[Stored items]
+++++

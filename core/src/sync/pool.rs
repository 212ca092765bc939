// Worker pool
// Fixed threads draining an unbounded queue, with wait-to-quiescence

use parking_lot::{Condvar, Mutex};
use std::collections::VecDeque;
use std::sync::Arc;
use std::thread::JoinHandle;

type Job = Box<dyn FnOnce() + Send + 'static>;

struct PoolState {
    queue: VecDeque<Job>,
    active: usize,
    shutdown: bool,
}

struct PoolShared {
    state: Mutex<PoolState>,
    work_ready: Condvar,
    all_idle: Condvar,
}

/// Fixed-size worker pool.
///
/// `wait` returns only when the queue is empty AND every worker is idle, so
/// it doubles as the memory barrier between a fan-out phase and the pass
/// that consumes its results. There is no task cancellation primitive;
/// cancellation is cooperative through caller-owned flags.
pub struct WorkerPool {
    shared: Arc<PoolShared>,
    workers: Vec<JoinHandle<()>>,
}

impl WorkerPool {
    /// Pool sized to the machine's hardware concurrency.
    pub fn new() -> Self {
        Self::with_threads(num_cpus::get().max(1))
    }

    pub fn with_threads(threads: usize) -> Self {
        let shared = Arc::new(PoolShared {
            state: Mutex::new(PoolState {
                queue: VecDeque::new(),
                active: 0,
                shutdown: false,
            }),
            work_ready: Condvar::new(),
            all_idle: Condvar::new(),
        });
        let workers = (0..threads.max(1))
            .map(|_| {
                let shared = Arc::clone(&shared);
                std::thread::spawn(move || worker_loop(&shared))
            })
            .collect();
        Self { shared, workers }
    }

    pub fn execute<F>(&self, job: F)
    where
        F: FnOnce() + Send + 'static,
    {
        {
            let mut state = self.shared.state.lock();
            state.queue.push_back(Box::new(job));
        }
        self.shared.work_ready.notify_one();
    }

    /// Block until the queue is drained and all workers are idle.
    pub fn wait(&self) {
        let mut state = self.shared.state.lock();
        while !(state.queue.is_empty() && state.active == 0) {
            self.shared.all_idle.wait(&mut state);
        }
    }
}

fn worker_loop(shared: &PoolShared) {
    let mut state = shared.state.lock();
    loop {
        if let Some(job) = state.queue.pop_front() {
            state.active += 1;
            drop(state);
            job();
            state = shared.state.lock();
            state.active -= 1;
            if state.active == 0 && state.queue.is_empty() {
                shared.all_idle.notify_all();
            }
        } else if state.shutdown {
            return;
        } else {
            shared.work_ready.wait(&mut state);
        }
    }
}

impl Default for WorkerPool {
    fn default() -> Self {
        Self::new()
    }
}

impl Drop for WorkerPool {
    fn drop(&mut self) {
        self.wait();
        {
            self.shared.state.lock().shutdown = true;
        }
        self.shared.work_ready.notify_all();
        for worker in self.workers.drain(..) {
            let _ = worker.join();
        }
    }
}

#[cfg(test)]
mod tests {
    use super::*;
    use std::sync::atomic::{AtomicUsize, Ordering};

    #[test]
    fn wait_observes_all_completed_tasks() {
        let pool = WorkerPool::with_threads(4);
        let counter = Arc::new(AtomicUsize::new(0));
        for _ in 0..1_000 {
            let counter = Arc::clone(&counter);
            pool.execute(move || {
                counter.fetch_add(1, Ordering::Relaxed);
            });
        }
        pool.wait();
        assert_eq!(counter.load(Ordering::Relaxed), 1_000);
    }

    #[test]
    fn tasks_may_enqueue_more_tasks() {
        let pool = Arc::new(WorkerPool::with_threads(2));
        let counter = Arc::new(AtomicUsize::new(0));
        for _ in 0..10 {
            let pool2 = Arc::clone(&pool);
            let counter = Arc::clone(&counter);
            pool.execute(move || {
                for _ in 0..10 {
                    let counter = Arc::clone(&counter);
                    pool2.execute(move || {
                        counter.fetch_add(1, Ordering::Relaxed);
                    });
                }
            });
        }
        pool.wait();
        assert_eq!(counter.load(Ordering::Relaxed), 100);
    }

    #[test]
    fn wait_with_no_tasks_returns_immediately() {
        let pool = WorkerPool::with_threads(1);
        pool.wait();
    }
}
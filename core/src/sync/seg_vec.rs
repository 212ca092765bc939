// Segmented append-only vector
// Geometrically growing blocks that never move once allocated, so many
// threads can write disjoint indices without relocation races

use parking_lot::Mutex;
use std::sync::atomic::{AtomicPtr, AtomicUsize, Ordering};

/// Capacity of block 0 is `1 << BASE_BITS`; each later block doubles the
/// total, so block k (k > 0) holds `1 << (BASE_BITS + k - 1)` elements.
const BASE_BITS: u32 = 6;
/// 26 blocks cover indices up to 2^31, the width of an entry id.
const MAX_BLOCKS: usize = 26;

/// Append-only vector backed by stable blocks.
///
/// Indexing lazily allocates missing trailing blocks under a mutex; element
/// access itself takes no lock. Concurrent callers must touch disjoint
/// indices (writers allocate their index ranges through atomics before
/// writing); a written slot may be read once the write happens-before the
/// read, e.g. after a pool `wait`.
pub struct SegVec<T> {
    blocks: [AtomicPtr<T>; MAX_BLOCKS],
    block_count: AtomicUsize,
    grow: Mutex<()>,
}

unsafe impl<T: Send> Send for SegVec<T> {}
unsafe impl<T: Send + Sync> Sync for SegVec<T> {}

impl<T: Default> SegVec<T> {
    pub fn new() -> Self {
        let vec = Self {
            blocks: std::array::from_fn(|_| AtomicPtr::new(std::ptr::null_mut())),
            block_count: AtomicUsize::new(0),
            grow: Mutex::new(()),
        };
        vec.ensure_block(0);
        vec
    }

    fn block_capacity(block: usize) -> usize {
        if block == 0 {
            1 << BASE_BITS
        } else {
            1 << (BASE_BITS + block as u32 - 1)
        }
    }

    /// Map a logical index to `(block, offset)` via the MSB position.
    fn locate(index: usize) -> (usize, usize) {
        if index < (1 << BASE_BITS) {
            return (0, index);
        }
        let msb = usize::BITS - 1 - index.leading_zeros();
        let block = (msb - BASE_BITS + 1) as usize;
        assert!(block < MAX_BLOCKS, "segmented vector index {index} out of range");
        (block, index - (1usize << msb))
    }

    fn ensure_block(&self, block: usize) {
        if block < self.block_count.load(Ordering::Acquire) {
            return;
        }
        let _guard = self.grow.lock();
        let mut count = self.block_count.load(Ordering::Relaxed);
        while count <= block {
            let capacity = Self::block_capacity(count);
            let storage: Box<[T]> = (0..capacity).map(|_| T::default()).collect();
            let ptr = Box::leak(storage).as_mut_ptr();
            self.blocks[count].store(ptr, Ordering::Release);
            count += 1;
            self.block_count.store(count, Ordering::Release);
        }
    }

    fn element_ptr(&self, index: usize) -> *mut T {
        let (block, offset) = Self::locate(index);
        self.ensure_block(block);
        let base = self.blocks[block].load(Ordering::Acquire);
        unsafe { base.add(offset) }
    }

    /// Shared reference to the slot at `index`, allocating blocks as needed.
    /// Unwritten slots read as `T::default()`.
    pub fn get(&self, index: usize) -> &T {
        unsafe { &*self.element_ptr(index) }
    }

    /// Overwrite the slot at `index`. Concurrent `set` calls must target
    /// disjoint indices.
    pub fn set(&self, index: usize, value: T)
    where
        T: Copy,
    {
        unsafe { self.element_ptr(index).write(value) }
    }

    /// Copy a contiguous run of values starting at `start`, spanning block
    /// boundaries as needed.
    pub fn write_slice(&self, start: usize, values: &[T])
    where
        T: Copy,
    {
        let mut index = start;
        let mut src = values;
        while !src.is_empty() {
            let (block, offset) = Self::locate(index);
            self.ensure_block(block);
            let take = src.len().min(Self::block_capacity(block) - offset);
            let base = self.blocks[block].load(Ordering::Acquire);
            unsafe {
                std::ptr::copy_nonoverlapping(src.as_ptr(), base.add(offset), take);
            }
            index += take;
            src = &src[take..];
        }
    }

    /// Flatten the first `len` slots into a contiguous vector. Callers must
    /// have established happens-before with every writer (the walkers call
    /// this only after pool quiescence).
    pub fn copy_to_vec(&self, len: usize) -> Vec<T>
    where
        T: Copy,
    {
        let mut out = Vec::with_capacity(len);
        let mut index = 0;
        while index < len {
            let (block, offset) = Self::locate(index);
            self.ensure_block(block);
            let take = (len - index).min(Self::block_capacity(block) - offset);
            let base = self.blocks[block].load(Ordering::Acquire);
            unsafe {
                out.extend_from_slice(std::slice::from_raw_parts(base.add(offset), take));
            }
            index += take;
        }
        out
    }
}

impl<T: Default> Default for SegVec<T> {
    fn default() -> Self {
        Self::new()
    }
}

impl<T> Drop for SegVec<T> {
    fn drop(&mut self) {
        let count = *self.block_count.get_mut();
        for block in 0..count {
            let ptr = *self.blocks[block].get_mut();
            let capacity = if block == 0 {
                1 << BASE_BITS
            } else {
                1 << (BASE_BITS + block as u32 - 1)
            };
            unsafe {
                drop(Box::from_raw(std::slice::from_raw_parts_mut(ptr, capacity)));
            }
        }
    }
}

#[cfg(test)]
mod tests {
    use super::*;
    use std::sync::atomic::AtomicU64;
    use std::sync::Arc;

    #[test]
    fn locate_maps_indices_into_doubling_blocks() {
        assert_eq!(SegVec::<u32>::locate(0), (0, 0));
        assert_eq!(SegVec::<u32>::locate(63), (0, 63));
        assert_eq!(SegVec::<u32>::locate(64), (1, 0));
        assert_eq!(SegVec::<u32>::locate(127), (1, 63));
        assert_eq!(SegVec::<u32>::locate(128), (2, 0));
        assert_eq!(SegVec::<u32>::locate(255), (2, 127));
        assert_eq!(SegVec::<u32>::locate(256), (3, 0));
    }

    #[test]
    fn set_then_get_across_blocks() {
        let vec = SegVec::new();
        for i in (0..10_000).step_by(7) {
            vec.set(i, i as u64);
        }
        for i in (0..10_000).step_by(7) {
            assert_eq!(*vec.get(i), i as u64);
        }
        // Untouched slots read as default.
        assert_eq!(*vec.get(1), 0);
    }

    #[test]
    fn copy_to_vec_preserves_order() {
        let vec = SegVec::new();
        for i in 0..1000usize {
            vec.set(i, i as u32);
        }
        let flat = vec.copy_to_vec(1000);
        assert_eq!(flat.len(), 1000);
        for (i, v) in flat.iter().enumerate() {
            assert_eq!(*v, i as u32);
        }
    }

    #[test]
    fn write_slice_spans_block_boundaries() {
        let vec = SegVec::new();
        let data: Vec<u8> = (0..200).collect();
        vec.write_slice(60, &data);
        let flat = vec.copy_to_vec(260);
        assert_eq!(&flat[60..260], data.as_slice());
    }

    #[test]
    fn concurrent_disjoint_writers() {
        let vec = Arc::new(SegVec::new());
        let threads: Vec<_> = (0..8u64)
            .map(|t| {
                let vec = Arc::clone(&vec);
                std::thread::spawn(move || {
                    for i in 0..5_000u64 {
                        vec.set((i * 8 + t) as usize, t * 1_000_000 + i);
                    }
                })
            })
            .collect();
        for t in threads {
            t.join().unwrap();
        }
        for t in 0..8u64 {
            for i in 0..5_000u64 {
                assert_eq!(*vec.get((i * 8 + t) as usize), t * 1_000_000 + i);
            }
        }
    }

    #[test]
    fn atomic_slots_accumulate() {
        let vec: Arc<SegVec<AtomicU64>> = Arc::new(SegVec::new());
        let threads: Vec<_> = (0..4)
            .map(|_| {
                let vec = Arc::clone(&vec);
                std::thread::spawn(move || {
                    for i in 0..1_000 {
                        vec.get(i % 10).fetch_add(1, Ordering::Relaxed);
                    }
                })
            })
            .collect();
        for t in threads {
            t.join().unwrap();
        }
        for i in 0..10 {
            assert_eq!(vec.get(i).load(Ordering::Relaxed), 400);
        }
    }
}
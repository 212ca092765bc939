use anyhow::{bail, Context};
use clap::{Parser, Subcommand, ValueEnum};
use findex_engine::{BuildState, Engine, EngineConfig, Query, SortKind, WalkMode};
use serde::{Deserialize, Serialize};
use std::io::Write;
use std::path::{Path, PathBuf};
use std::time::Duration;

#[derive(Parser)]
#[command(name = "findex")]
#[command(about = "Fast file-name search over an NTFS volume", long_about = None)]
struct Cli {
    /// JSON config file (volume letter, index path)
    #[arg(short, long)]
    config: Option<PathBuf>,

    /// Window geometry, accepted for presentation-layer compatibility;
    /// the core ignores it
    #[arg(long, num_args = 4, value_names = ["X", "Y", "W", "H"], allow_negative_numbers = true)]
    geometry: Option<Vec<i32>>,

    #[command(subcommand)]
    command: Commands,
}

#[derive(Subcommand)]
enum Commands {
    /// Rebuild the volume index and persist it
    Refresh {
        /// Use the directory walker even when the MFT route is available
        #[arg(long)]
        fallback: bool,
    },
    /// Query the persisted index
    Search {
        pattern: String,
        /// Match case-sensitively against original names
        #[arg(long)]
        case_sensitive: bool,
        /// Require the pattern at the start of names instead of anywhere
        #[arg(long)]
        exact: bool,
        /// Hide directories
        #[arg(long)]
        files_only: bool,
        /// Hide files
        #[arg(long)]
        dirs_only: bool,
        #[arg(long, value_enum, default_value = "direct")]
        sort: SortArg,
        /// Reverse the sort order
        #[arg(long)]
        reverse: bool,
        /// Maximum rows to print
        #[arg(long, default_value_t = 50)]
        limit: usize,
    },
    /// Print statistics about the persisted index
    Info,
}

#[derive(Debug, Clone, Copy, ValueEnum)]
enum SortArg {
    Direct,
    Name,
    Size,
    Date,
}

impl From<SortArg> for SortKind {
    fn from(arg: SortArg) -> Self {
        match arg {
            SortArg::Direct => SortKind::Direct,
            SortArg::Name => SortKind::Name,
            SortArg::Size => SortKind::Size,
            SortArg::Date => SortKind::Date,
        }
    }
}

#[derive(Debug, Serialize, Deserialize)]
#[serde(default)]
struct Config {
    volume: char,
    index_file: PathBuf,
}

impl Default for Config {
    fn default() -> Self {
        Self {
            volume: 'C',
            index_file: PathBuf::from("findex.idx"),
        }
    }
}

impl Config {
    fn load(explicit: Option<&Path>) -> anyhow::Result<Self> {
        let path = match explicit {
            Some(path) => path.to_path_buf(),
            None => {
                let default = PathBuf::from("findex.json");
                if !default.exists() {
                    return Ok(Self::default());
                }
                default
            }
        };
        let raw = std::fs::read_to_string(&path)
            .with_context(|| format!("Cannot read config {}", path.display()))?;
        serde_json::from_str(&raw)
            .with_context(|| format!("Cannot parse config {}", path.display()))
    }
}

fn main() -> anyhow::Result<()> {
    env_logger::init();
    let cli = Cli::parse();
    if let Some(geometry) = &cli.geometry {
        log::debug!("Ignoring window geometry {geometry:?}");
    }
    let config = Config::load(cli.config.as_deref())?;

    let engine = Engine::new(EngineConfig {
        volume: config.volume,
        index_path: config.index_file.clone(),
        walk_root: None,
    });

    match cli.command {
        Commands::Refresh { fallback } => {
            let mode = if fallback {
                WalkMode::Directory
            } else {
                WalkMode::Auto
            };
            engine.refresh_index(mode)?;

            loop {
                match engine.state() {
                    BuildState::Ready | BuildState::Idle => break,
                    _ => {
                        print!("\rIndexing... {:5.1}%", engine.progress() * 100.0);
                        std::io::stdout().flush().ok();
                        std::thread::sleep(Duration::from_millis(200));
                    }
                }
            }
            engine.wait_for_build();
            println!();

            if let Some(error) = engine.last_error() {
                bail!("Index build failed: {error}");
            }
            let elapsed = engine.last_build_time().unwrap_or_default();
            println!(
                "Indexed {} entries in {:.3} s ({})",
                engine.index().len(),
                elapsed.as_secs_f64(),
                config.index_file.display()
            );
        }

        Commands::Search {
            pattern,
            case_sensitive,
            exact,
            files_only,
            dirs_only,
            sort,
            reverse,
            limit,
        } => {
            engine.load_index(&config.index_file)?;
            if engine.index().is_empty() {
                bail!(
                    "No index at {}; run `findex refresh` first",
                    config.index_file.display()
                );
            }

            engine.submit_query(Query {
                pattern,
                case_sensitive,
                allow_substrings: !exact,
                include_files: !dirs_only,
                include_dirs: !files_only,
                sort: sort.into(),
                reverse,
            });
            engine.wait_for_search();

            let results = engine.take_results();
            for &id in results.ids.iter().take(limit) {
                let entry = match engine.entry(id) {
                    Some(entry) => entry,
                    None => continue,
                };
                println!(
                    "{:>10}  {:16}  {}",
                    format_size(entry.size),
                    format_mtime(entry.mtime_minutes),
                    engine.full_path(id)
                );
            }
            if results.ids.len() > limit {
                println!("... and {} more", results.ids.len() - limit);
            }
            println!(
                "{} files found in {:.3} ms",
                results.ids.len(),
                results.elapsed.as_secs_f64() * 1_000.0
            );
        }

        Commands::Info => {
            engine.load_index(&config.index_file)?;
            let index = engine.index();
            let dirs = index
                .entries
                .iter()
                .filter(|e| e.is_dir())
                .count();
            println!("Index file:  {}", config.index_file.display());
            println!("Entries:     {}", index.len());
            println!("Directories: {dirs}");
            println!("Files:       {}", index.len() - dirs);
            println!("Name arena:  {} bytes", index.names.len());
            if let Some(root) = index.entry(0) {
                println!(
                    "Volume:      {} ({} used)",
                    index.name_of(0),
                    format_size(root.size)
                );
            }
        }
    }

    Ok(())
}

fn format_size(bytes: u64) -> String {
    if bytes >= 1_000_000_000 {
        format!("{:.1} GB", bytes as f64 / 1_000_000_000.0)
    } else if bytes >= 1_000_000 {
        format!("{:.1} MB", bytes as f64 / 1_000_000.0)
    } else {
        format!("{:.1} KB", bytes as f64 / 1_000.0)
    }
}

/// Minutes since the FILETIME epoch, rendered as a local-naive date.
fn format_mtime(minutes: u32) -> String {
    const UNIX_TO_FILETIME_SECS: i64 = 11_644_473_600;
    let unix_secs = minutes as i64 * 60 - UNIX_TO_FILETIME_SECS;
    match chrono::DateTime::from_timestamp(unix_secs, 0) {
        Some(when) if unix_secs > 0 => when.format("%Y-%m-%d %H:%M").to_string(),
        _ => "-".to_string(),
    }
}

+++++

• Problem requirements: If a line in the records holds the word "storage", count it, then give only the total.

• Solution to the problem: 2